• [Exercise brief] Copy every line from the records that holds the word "return".
Segment Start: Data for the task
//! In-memory roster, ledger, and the registration core that owns both.

/// Student directory keyed by code.
pub mod directory;
/// Helper index aliases.
pub mod indices;
/// Attendance ledger with the one-record-per-day rule.
pub mod ledger;
/// Registration core orchestrating directory and ledger.
pub mod registrar;
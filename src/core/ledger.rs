use chrono::NaiveDate;
use hashbrown::{HashMap, HashSet};
use thiserror::Error;

use crate::{
    attendance::{AttendanceDraft, AttendanceRecord},
    types::{RecordId, StudentCode},
};

use super::indices::{VecIndex, remove_from_vec_index, reposition_in_vec_index};

#[derive(Debug, Clone, PartialEq, Eq, Error)]
pub enum LedgerError {
    #[error("student {code} already has a record for {date}")]
    DuplicateForDay { code: StudentCode, date: NaiveDate },
    #[error("record id {0} is already in use")]
    IdInUse(RecordId),
    #[error("no attendance record with id {0}")]
    NotFound(RecordId),
}

/// All attendance records, at most one per student and day.
#[derive(Debug, Clone)]
pub struct AttendanceLedger {
    records: HashMap<RecordId, AttendanceRecord>,
    order: Vec<RecordId>,
    by_day: HashMap<(StudentCode, NaiveDate), RecordId>,
    by_date: VecIndex<NaiveDate>,
    by_student: VecIndex<StudentCode>,
    next_id: RecordId,
}

impl Default for AttendanceLedger {
    fn default() -> Self {
        Self {
            records: HashMap::new(),
            order: Vec::new(),
            by_day: HashMap::new(),
            by_date: VecIndex::new(),
            by_student: VecIndex::new(),
            next_id: 1,
        }
    }
}

impl AttendanceLedger {
    pub fn new() -> Self {
        Self::default()
    }

    /// Rebuilds a ledger from persisted records, enforcing one record per day.
    pub fn from_records(records: Vec<AttendanceRecord>) -> Result<Self, LedgerError> {
        let mut ledger = Self::new();
        for rec in records {
            ledger.insert(rec)?;
        }
        Ok(ledger)
    }

    pub fn has_record(&self, code: &str, date: NaiveDate) -> bool {
        self.find_for_day(code, date).is_some()
    }

    pub fn find_for_day(&self, code: &str, date: NaiveDate) -> Option<&AttendanceRecord> {
        self.by_day
            .get(&(code.to_string(), date))
            .and_then(|id| self.records.get(id))
    }

    /// Assigns the next id and appends the record.
    ///
    /// This is the authoritative uniqueness check: callers that already
    /// looked at [`Self::has_record`] still get `DuplicateForDay` here if the
    /// day was taken in between.
    pub fn add(&mut self, draft: AttendanceDraft) -> Result<&AttendanceRecord, LedgerError> {
        if self.has_record(&draft.student_code, draft.calendar_date) {
            return Err(LedgerError::DuplicateForDay {
                code: draft.student_code,
                date: draft.calendar_date,
            });
        }
        let id = self.next_id;
        self.insert(draft.into_record(id))
    }

    /// Appends a record that already carries its id.
    pub fn insert(&mut self, rec: AttendanceRecord) -> Result<&AttendanceRecord, LedgerError> {
        if self.records.contains_key(&rec.id) {
            return Err(LedgerError::IdInUse(rec.id));
        }
        let day_key = (rec.student_code.clone(), rec.calendar_date);
        if self.by_day.contains_key(&day_key) {
            return Err(LedgerError::DuplicateForDay {
                code: rec.student_code,
                date: rec.calendar_date,
            });
        }

        let id = rec.id;
        self.next_id = self.next_id.max(id.saturating_add(1));
        self.by_day.insert(day_key, id);
        self.by_date.entry(rec.calendar_date).or_default().push(id);
        self.by_student
            .entry(rec.student_code.clone())
            .or_default()
            .push(id);
        self.order.push(id);
        Ok(self.records.entry(id).or_insert(rec))
    }

    pub fn remove(&mut self, id: RecordId) -> Result<AttendanceRecord, LedgerError> {
        let rec = self.records.remove(&id).ok_or(LedgerError::NotFound(id))?;
        self.by_day
            .remove(&(rec.student_code.clone(), rec.calendar_date));
        remove_from_vec_index(&mut self.by_date, &rec.calendar_date, id);
        remove_from_vec_index(&mut self.by_student, &rec.student_code, id);
        if let Some(pos) = self.order.iter().position(|x| *x == id) {
            self.order.remove(pos);
        }
        Ok(rec)
    }

    /// Puts a previously removed record back at `position` in insertion order.
    pub fn insert_at(
        &mut self,
        rec: AttendanceRecord,
        position: usize,
    ) -> Result<&AttendanceRecord, LedgerError> {
        let id = rec.id;
        let date = rec.calendar_date;
        let code = rec.student_code.clone();
        self.insert(rec)?;

        self.order.pop();
        let position = position.min(self.order.len());
        self.order.insert(position, id);
        let before: HashSet<RecordId> = self.order[..position].iter().copied().collect();
        reposition_in_vec_index(&mut self.by_date, &date, id, &before);
        reposition_in_vec_index(&mut self.by_student, &code, id, &before);
        self.records.get(&id).ok_or(LedgerError::NotFound(id))
    }

    /// Index of `id` in insertion order.
    pub fn position(&self, id: RecordId) -> Option<usize> {
        self.order.iter().position(|x| *x == id)
    }

    pub fn get(&self, id: RecordId) -> Option<&AttendanceRecord> {
        self.records.get(&id)
    }

    /// Records for `date` in insertion order. Calling again restarts the walk.
    pub fn for_date(&self, date: NaiveDate) -> impl Iterator<Item = &AttendanceRecord> + '_ {
        self.by_date
            .get(&date)
            .into_iter()
            .flat_map(|ids| ids.iter())
            .filter_map(|id| self.records.get(id))
    }

    /// Records for `date`, ordered by time of day; ties keep insertion order.
    pub fn list_for_date(&self, date: NaiveDate) -> Vec<&AttendanceRecord> {
        let mut out: Vec<_> = self.for_date(date).collect();
        out.sort_by_key(|r| r.time_of_day);
        out
    }

    pub fn list_for_date_cloned(&self, date: NaiveDate) -> Vec<AttendanceRecord> {
        self.list_for_date(date).into_iter().cloned().collect()
    }

    pub fn list_for_student<'a>(
        &'a self,
        code: &str,
    ) -> impl Iterator<Item = &'a AttendanceRecord> + 'a {
        self.by_student
            .get(code)
            .into_iter()
            .flat_map(|ids| ids.iter())
            .filter_map(|id| self.records.get(id))
    }

    pub fn list_for_student_cloned(&self, code: &str) -> Vec<AttendanceRecord> {
        self.list_for_student(code).cloned().collect()
    }

    pub fn count_for_date(&self, date: NaiveDate) -> usize {
        self.by_date.get(&date).map_or(0, Vec::len)
    }

    pub fn iter(&self) -> impl Iterator<Item = &AttendanceRecord> + '_ {
        self.order.iter().filter_map(|id| self.records.get(id))
    }

    pub fn ordered_ids(&self) -> &[RecordId] {
        &self.order
    }

    pub fn len(&self) -> usize {
        self.order.len()
    }

    pub fn is_empty(&self) -> bool {
        self.order.is_empty()
    }

    pub fn next_id(&self) -> RecordId {
        self.next_id
    }

    pub fn export(&self) -> Vec<AttendanceRecord> {
        self.iter().cloned().collect()
    }
}

#[cfg(test)]
mod tests {
    use chrono::NaiveTime;

    use super::*;
    use crate::types::AttendanceStatus;

    fn draft(code: &str, day: u32, hour: u32) -> AttendanceDraft {
        AttendanceDraft {
            student_code: code.to_string(),
            student_name: format!("Student {code}"),
            student_grade: "10-1".to_string(),
            calendar_date: NaiveDate::from_ymd_opt(2024, 5, day).unwrap(),
            time_of_day: NaiveTime::from_hms_opt(hour, 0, 0).unwrap(),
            status: AttendanceStatus::Present,
            notes: None,
        }
    }

    #[test]
    fn add_rejects_second_record_for_same_day() {
        let mut ledger = AttendanceLedger::new();
        ledger.add(draft("123", 1, 8)).unwrap();
        let err = ledger.add(draft("123", 1, 9)).unwrap_err();
        assert!(matches!(err, LedgerError::DuplicateForDay { .. }));
        assert_eq!(ledger.len(), 1);

        ledger.add(draft("123", 2, 8)).unwrap();
        ledger.add(draft("124", 1, 8)).unwrap();
        assert_eq!(ledger.len(), 3);
    }

    #[test]
    fn list_for_date_sorts_by_time_keeping_ties_stable() {
        let mut ledger = AttendanceLedger::new();
        let late = ledger.add(draft("1", 1, 10)).unwrap().id;
        let tie_a = ledger.add(draft("2", 1, 8)).unwrap().id;
        let tie_b = ledger.add(draft("3", 1, 8)).unwrap().id;
        ledger.add(draft("4", 2, 7)).unwrap();

        let day = NaiveDate::from_ymd_opt(2024, 5, 1).unwrap();
        let ids: Vec<_> = ledger.list_for_date(day).iter().map(|r| r.id).collect();
        assert_eq!(ids, vec![tie_a, tie_b, late]);
        assert_eq!(ledger.count_for_date(day), 3);
    }

    #[test]
    fn remove_frees_the_day_and_keeps_ids_monotonic() {
        let mut ledger = AttendanceLedger::new();
        let id = ledger.add(draft("123", 1, 8)).unwrap().id;
        ledger.remove(id).unwrap();
        assert_eq!(ledger.remove(id), Err(LedgerError::NotFound(id)));
        assert!(ledger.list_for_student("123").next().is_none());

        let again = ledger.add(draft("123", 1, 9)).unwrap().id;
        assert!(again > id);
    }

    #[test]
    fn insert_at_restores_order_and_indices() {
        let mut ledger = AttendanceLedger::new();
        let a = ledger.add(draft("1", 1, 8)).unwrap().id;
        let b = ledger.add(draft("2", 1, 9)).unwrap().id;
        let c = ledger.add(draft("1", 2, 8)).unwrap().id;
        let d = ledger.add(draft("3", 1, 9)).unwrap().id;

        let pos = ledger.position(b).unwrap();
        let rec = ledger.remove(b).unwrap();
        ledger.insert_at(rec, pos).unwrap();
        assert_eq!(ledger.ordered_ids(), &[a, b, c, d]);

        let day = NaiveDate::from_ymd_opt(2024, 5, 1).unwrap();
        let ids: Vec<_> = ledger.for_date(day).map(|r| r.id).collect();
        assert_eq!(ids, vec![a, b, d]);

        let rec = ledger.remove(a).unwrap();
        ledger.insert_at(rec, 0).unwrap();
        let ids: Vec<_> = ledger.list_for_student("1").map(|r| r.id).collect();
        assert_eq!(ids, vec![a, c]);
        assert_eq!(ledger.ordered_ids(), &[a, b, c, d]);
    }

    #[test]
    fn from_records_resumes_ids_after_max() {
        let rec = draft("9", 3, 8).into_record(41);
        let ledger = AttendanceLedger::from_records(vec![rec]).unwrap();
        assert_eq!(ledger.next_id(), 42);
    }
}
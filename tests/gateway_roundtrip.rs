use chrono::{NaiveDate, NaiveDateTime};
use tempfile::tempdir;

use rollcall::{
    core::registrar::Registrar,
    persist::{Gateway, PersistError, memory::MemoryGateway, sqlite::SqliteGateway},
    student::{StudentDetails, StudentDraft, StudentFilter},
    types::{AttendanceStatus, Collection, Gender},
};

fn at(d: u32, h: u32) -> NaiveDateTime {
    NaiveDate::from_ymd_opt(2024, 5, d)
        .unwrap()
        .and_hms_opt(h, 0, 0)
        .unwrap()
}

fn draft(code: &str, document: &str) -> StudentDraft {
    StudentDraft {
        code: Some(code.to_string()),
        document_id: document.to_string(),
        details: StudentDetails {
            full_name: "Sofía Castro".to_string(),
            grade: "8-2".to_string(),
            gender: Gender::Female,
            address: "Avenida 5 #10-20".to_string(),
            phone: "601 555 0199".to_string(),
            email: Some("sofia@example.com".to_string()),
            photo_reference: None,
            birth_date: NaiveDate::from_ymd_opt(2011, 9, 2).unwrap(),
        },
    }
}

fn populated() -> Registrar {
    let mut r = Registrar::new();
    r.add_student(draft("123", "12345678"), at(1, 7)).unwrap();
    r.add_student(draft("124", "87654321"), at(1, 7)).unwrap();
    r.register_attendance("123", at(1, 8)).unwrap();
    r.register_attendance("124", at(1, 9)).unwrap();
    r.register_attendance("123", at(2, 8)).unwrap();
    r.drain_pending_ops();
    r
}

fn assert_same_state(a: &Registrar, b: &Registrar) {
    assert_eq!(
        a.list_students(&StudentFilter::all()),
        b.list_students(&StudentFilter::all())
    );
    assert_eq!(a.ledger().export(), b.ledger().export());
}

#[test]
fn sqlite_file_roundtrip_survives_reopen() {
    let dir = tempdir().expect("tempdir");
    let path = dir.path().join("attendance.db");
    let original = populated();

    {
        let mut gateway = SqliteGateway::open(&path).expect("open");
        original.save_all(&mut gateway).expect("save");
        assert!(gateway.updated_ms(Collection::Ledger).expect("ts").is_some());
    }

    let gateway = SqliteGateway::open(&path).expect("reopen");
    let loaded = Registrar::load(&gateway).expect("load");
    assert_same_state(&original, &loaded);
    assert_eq!(loaded.ledger().next_id(), original.ledger().next_id());
}

#[test]
fn memory_gateway_clones_share_storage() {
    let original = populated();
    let inspector = MemoryGateway::new();
    let mut gateway = inspector.clone();
    original.save_all(&mut gateway).expect("save");

    let raw = inspector.raw(Collection::Roster).expect("raw").expect("stored");
    assert!(raw.contains("\"codigo\":\"123\""));
    assert!(raw.contains("\"genero\":\"F\""));

    let loaded = Registrar::load(&inspector).expect("load");
    assert_same_state(&original, &loaded);
}

#[test]
fn empty_store_loads_as_empty_registrar() {
    let sqlite = SqliteGateway::open_in_memory().expect("open");
    let r = Registrar::load(&sqlite).expect("load sqlite");
    assert!(r.directory().is_empty());
    assert!(r.ledger().is_empty());

    let memory = MemoryGateway::new();
    memory.insert_raw(Collection::Ledger, "  ").expect("seed");
    let r = Registrar::load(&memory).expect("load memory");
    assert!(r.ledger().is_empty());
    assert_eq!(r.ledger().next_id(), 1);
}

#[test]
fn legacy_payloads_decode_with_defaults() {
    let gateway = MemoryGateway::new();
    gateway
        .insert_raw(
            Collection::Roster,
            r#"[{
                "codigo": "45612",
                "documento": "1002003004",
                "nombre": "Andrés Mejía",
                "grado": "11-1",
                "genero": "M",
                "direccion": "Calle 1",
                "telefono": "3105550000",
                "email": "",
                "fechaNacimiento": "2007-02-10",
                "fechaRegistro": "2024-01-15T13:45:10.123Z",
                "studentPhoto": "blob:abc"
            }]"#,
        )
        .expect("seed roster");
    gateway
        .insert_raw(
            Collection::Ledger,
            r#"[{
                "id": 1714550400000,
                "studentCode": "45612",
                "studentName": "Andrés Mejía",
                "studentGrade": "11-1",
                "fecha": "2024-05-01",
                "hora": "07:55:00"
            }]"#,
        )
        .expect("seed ledger");

    let mut r = Registrar::load(&gateway).expect("load");
    let student = r.find_student("45612").expect("student").clone();
    assert!(student.active);
    assert_eq!(
        student.registered_at,
        NaiveDate::from_ymd_opt(2024, 1, 15)
            .unwrap()
            .and_hms_milli_opt(13, 45, 10, 123)
            .unwrap()
    );

    let records = r.list_for_student("45612");
    assert_eq!(records.len(), 1);
    assert_eq!(records[0].status, AttendanceStatus::Present);
    assert_eq!(r.ledger().next_id(), 1_714_550_400_001);

    let again = r
        .register_attendance(
            "45612",
            NaiveDate::from_ymd_opt(2024, 5, 1)
                .unwrap()
                .and_hms_opt(10, 0, 0)
                .unwrap(),
        )
        .expect("register");
    assert!(!again.is_registered());
}

#[test]
fn duplicate_day_in_store_is_reported_as_corrupt() {
    let gateway = MemoryGateway::new();
    gateway
        .insert_raw(
            Collection::Ledger,
            r#"[
                {"id": 1, "studentCode": "123", "fecha": "2024-05-01", "hora": "08:00:00"},
                {"id": 2, "studentCode": "123", "fecha": "2024-05-01", "hora": "09:00:00"}
            ]"#,
        )
        .expect("seed");

    match Registrar::load(&gateway) {
        Err(PersistError::Corrupt(_)) => {}
        other => panic!("expected Corrupt, got {other:?}"),
    }
}

#[test]
fn malformed_json_is_a_serde_error() {
    let gateway = MemoryGateway::new();
    gateway
        .insert_raw(Collection::Roster, "{not json")
        .expect("seed");
    assert!(matches!(gateway.load_roster(), Err(PersistError::Serde(_))));
}
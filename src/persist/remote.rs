//! Best-effort remote mirror of the local collections.

use std::time::Duration;

use async_trait::async_trait;
use reqwest::Client;
use serde::{Deserialize, Serialize};
use thiserror::Error;

use crate::{attendance::AttendanceRecord, student::Student, types::Collection};

#[derive(Debug, Error)]
pub enum SyncError {
    #[error("remote transport failed: {0}")]
    Transport(#[from] reqwest::Error),
    #[error("remote rejected sync: {0}")]
    Rejected(String),
    #[error("remote sync timed out after {0:?}")]
    Timeout(Duration),
}

/// Body posted to the remote store, tagged by `action`.
#[derive(Debug, Clone, PartialEq, Eq, Serialize, Deserialize)]
#[serde(tag = "action", rename_all = "snake_case")]
pub enum SyncPayload {
    /// Full attendance ledger.
    SaveAttendance {
        /// Every record.
        records: Vec<AttendanceRecord>,
    },
    /// Full roster.
    SaveStudents {
        /// Every student.
        students: Vec<Student>,
    },
}

impl SyncPayload {
    pub fn collection(&self) -> Collection {
        match self {
            SyncPayload::SaveAttendance { .. } => Collection::Ledger,
            SyncPayload::SaveStudents { .. } => Collection::Roster,
        }
    }
}

/// A secondary store that mirrors local state. Failures are never fatal.
#[async_trait]
pub trait RemoteMirror: Send + Sync {
    async fn sync_remote(&self, payload: &SyncPayload) -> Result<(), SyncError>;
}

#[derive(Debug, Deserialize)]
struct RemoteReply {
    success: bool,
    #[serde(default)]
    message: String,
}

/// Posts payloads as JSON to an HTTP endpoint.
pub struct HttpMirror {
    client: Client,
    endpoint: String,
}

impl HttpMirror {
    pub fn new(endpoint: impl Into<String>, timeout: Duration) -> Result<Self, SyncError> {
        let client = Client::builder().timeout(timeout).build()?;
        Ok(Self {
            client,
            endpoint: endpoint.into(),
        })
    }

    pub fn endpoint(&self) -> &str {
        &self.endpoint
    }
}

#[async_trait]
impl RemoteMirror for HttpMirror {
    async fn sync_remote(&self, payload: &SyncPayload) -> Result<(), SyncError> {
        let resp = self.client.post(&self.endpoint).json(payload).send().await?;
        let status = resp.status();
        if !status.is_success() {
            return Err(SyncError::Rejected(format!("http status {status}")));
        }
        // Endpoints that answer with an empty body are treated as accepting.
        let body = resp.bytes().await?;
        if body.is_empty() {
            return Ok(());
        }
        match serde_json::from_slice::<RemoteReply>(&body) {
            Ok(reply) if !reply.success => Err(SyncError::Rejected(reply.message)),
            _ => Ok(()),
        }
    }
}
Segment End: Data for the task
• [Output of the exercise]
            return Err(LedgerError::DuplicateForDay {
            return Err(LedgerError::IdInUse(rec.id));
            return Err(LedgerError::DuplicateForDay {
            return Err(SyncError::Rejected(format!("http status {status}")));
            return Ok(());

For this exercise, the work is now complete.